See EPA administrator Michael Regan and White House Climate Advisor Ali Zaidi announce the rule here

And the finalized rule will still save Americans $100 billion dollars in fuel costs and health and climate benefits per year, save some 2,000 lives per year, and cut 7 billion tons of climate pollution in total, among many other benefits. Though the savings per vehicle seems to be down from $12,000, which was the number quoted in the original rule, to $6,000, which is the number quoted by the administration’s press release today (we’re not sure why, if the 2032 regulations are the same as in the proposed rule).

And quite importantly, there is one line in the finalized rule which suggests the EPA understands it has made mistakes in the past by separating emissions regulations for cars and “light trucks” (SUVs). This favorable treatment for light trucks has been credited with helping to cause ballooning vehicle sizes, which has swallowed up any progress we could have made on auto emissions.

By making a rule to “narrow the numerical stringency difference between the car and truck curves,” EPA intends to reduce favorable treatment for light trucks, which means we might actually be able to buy a normal f%&*ing sized vehicle in America again in a decade or two (save us R3, you’re our only hope).

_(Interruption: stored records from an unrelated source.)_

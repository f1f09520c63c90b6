//! The 22-byte wire header shared by every AEAD-framed datagram.
//!
//! Layout (network byte order, no padding):
//! `version(1) kem_id(1) kem_param(1) sig_id(1) sig_param(1) session_id(8) seq(8) epoch(1)`.
//! The packed bytes double as AEAD associated data — `pack` and the AAD a
//! `Sender`/`Receiver` authenticates must always be the same slice.

use thiserror::Error;

pub const HEADER_LEN: usize = 22;
pub const WIRE_VERSION: u8 = 1;

#[derive(Debug, Clone, Copy, PartialEq, Eq)]
pub struct Header {
    pub version: u8,
    pub kem_id: u8,
    pub kem_param: u8,
    pub sig_id: u8,
    pub sig_param: u8,
    pub session_id: [u8; 8],
    pub seq: u64,
    pub epoch: u8,
}

#[derive(Debug, Error, PartialEq, Eq)]
pub enum DecodeError {
    #[error("header buffer too short: got {0} bytes, need {HEADER_LEN}")]
    TooShort(usize),
    #[error("unsupported wire version: {0}")]
    BadVersion(u8),
}

impl Header {
    pub fn pack(&self) -> [u8; HEADER_LEN] {
        let mut buf = [0u8; HEADER_LEN];
        buf[0] = self.version;
        buf[1] = self.kem_id;
        buf[2] = self.kem_param;
        buf[3] = self.sig_id;
        buf[4] = self.sig_param;
        buf[5..13].copy_from_slice(&self.session_id);
        buf[13..21].copy_from_slice(&self.seq.to_be_bytes());
        buf[21] = self.epoch;
        buf
    }

    /// Unpack without enforcing `version == WIRE_VERSION` — callers that
    /// need strict version enforcement should use `unpack_checked`.
    pub fn unpack(buf: &[u8]) -> Result<Self, DecodeError> {
        if buf.len() < HEADER_LEN {
            return Err(DecodeError::TooShort(buf.len()));
        }
        let mut session_id = [0u8; 8];
        session_id.copy_from_slice(&buf[5..13]);
        let mut seq_bytes = [0u8; 8];
        seq_bytes.copy_from_slice(&buf[13..21]);
        Ok(Header {
            version: buf[0],
            kem_id: buf[1],
            kem_param: buf[2],
            sig_id: buf[3],
            sig_param: buf[4],
            session_id,
            seq: u64::from_be_bytes(seq_bytes),
            epoch: buf[21],
        })
    }

    pub fn unpack_checked(buf: &[u8]) -> Result<Self, DecodeError> {
        let header = Self::unpack(buf)?;
        if header.version != WIRE_VERSION {
            return Err(DecodeError::BadVersion(header.version));
        }
        Ok(header)
    }

    /// The deterministic 12-byte AEAD nonce: `seq` encoded big-endian,
    /// zero-padded on the left. Derivable from the header alone, but the
    /// nonce is still carried on the wire inside `seq` for wire-compat
    /// reasons (see design notes) rather than recomputed implicitly.
    pub fn nonce(&self) -> [u8; 12] {
        let mut nonce = [0u8; 12];
        nonce[4..12].copy_from_slice(&self.seq.to_be_bytes());
        nonce
    }
}

#[cfg(test)]
mod tests {
    use super::*;

    fn sample() -> Header {
        Header {
            version: WIRE_VERSION,
            kem_id: 1,
            kem_param: 3,
            sig_id: 1,
            sig_param: 3,
            session_id: [1, 2, 3, 4, 5, 6, 7, 8],
            seq: 42,
            epoch: 0,
        }
    }

    #[test]
    fn pack_unpack_roundtrip() {
        let h = sample();
        let packed = h.pack();
        assert_eq!(packed.len(), HEADER_LEN);
        let unpacked = Header::unpack(&packed).unwrap();
        assert_eq!(h, unpacked);
    }

    #[test]
    fn too_short_buffer_is_rejected() {
        let err = Header::unpack(&[0u8; 10]).unwrap_err();
        assert_eq!(err, DecodeError::TooShort(10));
    }

    #[test]
    fn bad_version_rejected_only_by_checked_path() {
        let mut h = sample();
        h.version = 9;
        let packed = h.pack();
        assert!(Header::unpack(&packed).is_ok());
        assert_eq!(Header::unpack_checked(&packed).unwrap_err(), DecodeError::BadVersion(9));
    }

    #[test]
    fn nonce_is_seq_big_endian_zero_padded() {
        let h = sample();
        let nonce = h.nonce();
        assert_eq!(&nonce[0..4], &[0, 0, 0, 0]);
        assert_eq!(u64::from_be_bytes(nonce[4..12].try_into().unwrap()), 42);
    }

    #[test]
    fn header_is_exactly_22_bytes() {
        assert_eq!(sample().pack().len(), 22);
    }
}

And so, despite the weakening of the rule, it was still praised by the Alliance of Nurses for Healthy Environments, Consumer Reports, the League of Conservation Voters, BlueGreen Alliance, and Ceres, among many other organizations due to the significant health, consumer and environmental benefits it will bring.

Sierra Club and Public Citizen also recognize the improvement the regulations represent, but point out how intense lobbying from automakers and auto dealers worked to water down the rules at the expense of our climate.

DoE Petroleum Equivalency rule also released, despite auto lobby complaints

In addition to today’s EPA rule, the Department of Energy released a separate rule yesterday, concerning a “Petroleum Equivalency Factor” which decides how EVs are treated in fuel economy calculations. Currently, EVs get a tremendous benefit, meaning that automakers have to make a comparatively low number of EVs to bring their fleet average up to required levels.

The new PEF rules reduce the benefit that EVs get in this calculation. This is not because EVs aren’t clean, but rather so that automakers can’t build a bunch of polluting vehicles and a few clean vehicles just to pump their averages up. The new PEF will ensure that automakers need to make suitable amounts of EVs, instead of just a few compliance cars that give them a lot of bonus points.

This is in contrast to what AAI said about the new PEF rule, suggesting that it is a bad change which will disincentivize EV production because it reduces the benefit EVs get. This is not correct, relies on a misunderstanding of how averages work, and seems simply to be an attempt to get the mathematically-ignorant to go along with AAI’s anti-environment stance. Either that or John “does your head hurt?” Bozzella, president of the AAI, really can’t figure out how to do Junior High-level mathematics.

But the PEF rule, too, was loosened before implementation, reducing EV fuel economy calculations by 65%, rather than the 72% requested by the Natural Resources Defense Council (NRDC) and Sierra Club. This means that EVs will still get probably a little more credit than they deserve, allowing automakers to still make a few more polluting vehicles than they would have with a stricter cut (though EVs will still have enough benefit to encourage their use over, say, gas hybrid vehicles).

Sierra Club and NRDC still praised the new PEF rule even after its weakening. Pete Huffman, senior attorney at NRDC, said “The automakers’ free ride is over. This important update from the Department of Energy will curtail automakers’ use of phantom credits they used to keep selling gas guzzlers. They now need to hit the accelerator on more fuel-efficient vehicles, saving consumers money at the pump.”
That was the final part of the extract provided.